As Table 4 indicates, CSOs and government units (also including public libraries, health authorities, community centres and members of parliament) are two important groups of partners, particularly in terms of funding and public resources. In addition, NHs have also proactively tried to solicit resources from the business sector. For instance, many NHs received food donations from local bakeries, grocery stores and supermarkets. Other than soliciting tangible items, many also reported that they have actively engaged with the local Business Improvement Association (BIA) in community programmes. For instance, Collingwood NH partnered and engaged with the local BIA to study sex workers in the area. Similarly, Mount Pleasant NH also reported that they tried to engage the BIA with local community development projects: We collaborate, we might participate in their festivals. They [BIA] support us with letters when we do a joint festival in June with the community. They have been extremely active with our community development project . . . to get residents engaged in revitalizing Broadway East and in trying to get people connected with the implementation of the community plan.

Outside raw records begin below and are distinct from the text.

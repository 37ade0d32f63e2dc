// ABOUTME: SmartGains server binary: config, logging, database, and HTTP serve loop
// ABOUTME: Wires ServerResources and runs the axum router until shutdown
//
// SPDX-License-Identifier: MIT OR Apache-2.0
// Copyright (c) 2025 SmartGains

use anyhow::{Context, Result};
use clap::Parser;
use std::net::SocketAddr;
use std::sync::Arc;
use tracing::info;

use smartgains_server::auth::AuthManager;
use smartgains_server::config::ServerConfig;
use smartgains_server::database::Database;
use smartgains_server::email::EmailService;
use smartgains_server::llm::OpenAiCompatibleProvider;
use smartgains_server::logging::{init_logging, LoggingConfig};
use smartgains_server::routes::{build_router, ServerResources};

/// SmartGains fitness trainer platform server
#[derive(Parser)]
#[command(name = "smartgains-server", version, about)]
struct Args {
    /// Override the HTTP port from configuration
    #[arg(long)]
    port: Option<u16>,
}

#[tokio::main]
async fn main() -> Result<()> {
    let args = Args::parse();

    let mut config = ServerConfig::from_env().context("Failed to load configuration")?;
    if let Some(port) = args.port {
        config.http_port = port;
    }

    init_logging(&LoggingConfig::from_server_config(&config))
        .context("Failed to initialize logging")?;

    info!(
        environment = %config.environment,
        port = config.http_port,
        "starting smartgains-server"
    );

    let database = Database::new(&config.database.url)
        .await
        .context("Failed to initialize database")?;

    let auth = AuthManager::new(
        &config.security.jwt_secret,
        config.security.token_expiry_hours,
    );
    let email = EmailService::new(config.email.clone()).context("Failed to set up email")?;
    let llm = OpenAiCompatibleProvider::new(&config.llm).context("Failed to set up LLM client")?;

    let resources = Arc::new(ServerResources {
        database,
        auth,
        email,
        llm: Box::new(llm),
        config: config.clone(),
    });

    let router = build_router(resources);
    let addr = SocketAddr::from(([0, 0, 0, 0], config.http_port));

    let listener = tokio::net::TcpListener::bind(addr)
        .await
        .with_context(|| format!("Failed to bind {addr}"))?;
    info!(%addr, "listening");

    axum::serve(listener, router)
        .with_graceful_shutdown(shutdown_signal())
        .await
        .context("Server error")?;

    Ok(())
}

async fn shutdown_signal() {
    if tokio::signal::ctrl_c().await.is_ok() {
        info!("shutdown signal received");
    }
}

Institutional accessibility in action
As a place-based CSO, Neighbourhood House takes advantage of geographic proximity to respond promptly to the local needs by providing multiple services. The institutional proximity has won them the trust of local residents, who feel a strong ownership of and become involved actively in NHs. Through connecting to multiple networks of stakeholders inside and outside the community, NHs have become the central access points where residents, service providers, local business, governments and funders meet and through which resources and local needs are matched.
Bridging services with local needs
Apparently, seeking extra resources is an ongoing effort of NHs. With proper connections, there are abundant resources in the community. To meet the diverse and large amount of collective and individual needs in the community, NHs have strategically developed and made use of their networks to connect resources inside and outside the community to the local residents. As a service user of Little Mountain NH said, [t]he NHs connect with other centres, like community centres, and businesses, like Vancity [local credit union]. And through these connections we get a huge network of support and pretty much being able to access any program you can imagine because they are all networked together through the NHs. And every section of the net gives you access to other parts of the net, so it’s a network.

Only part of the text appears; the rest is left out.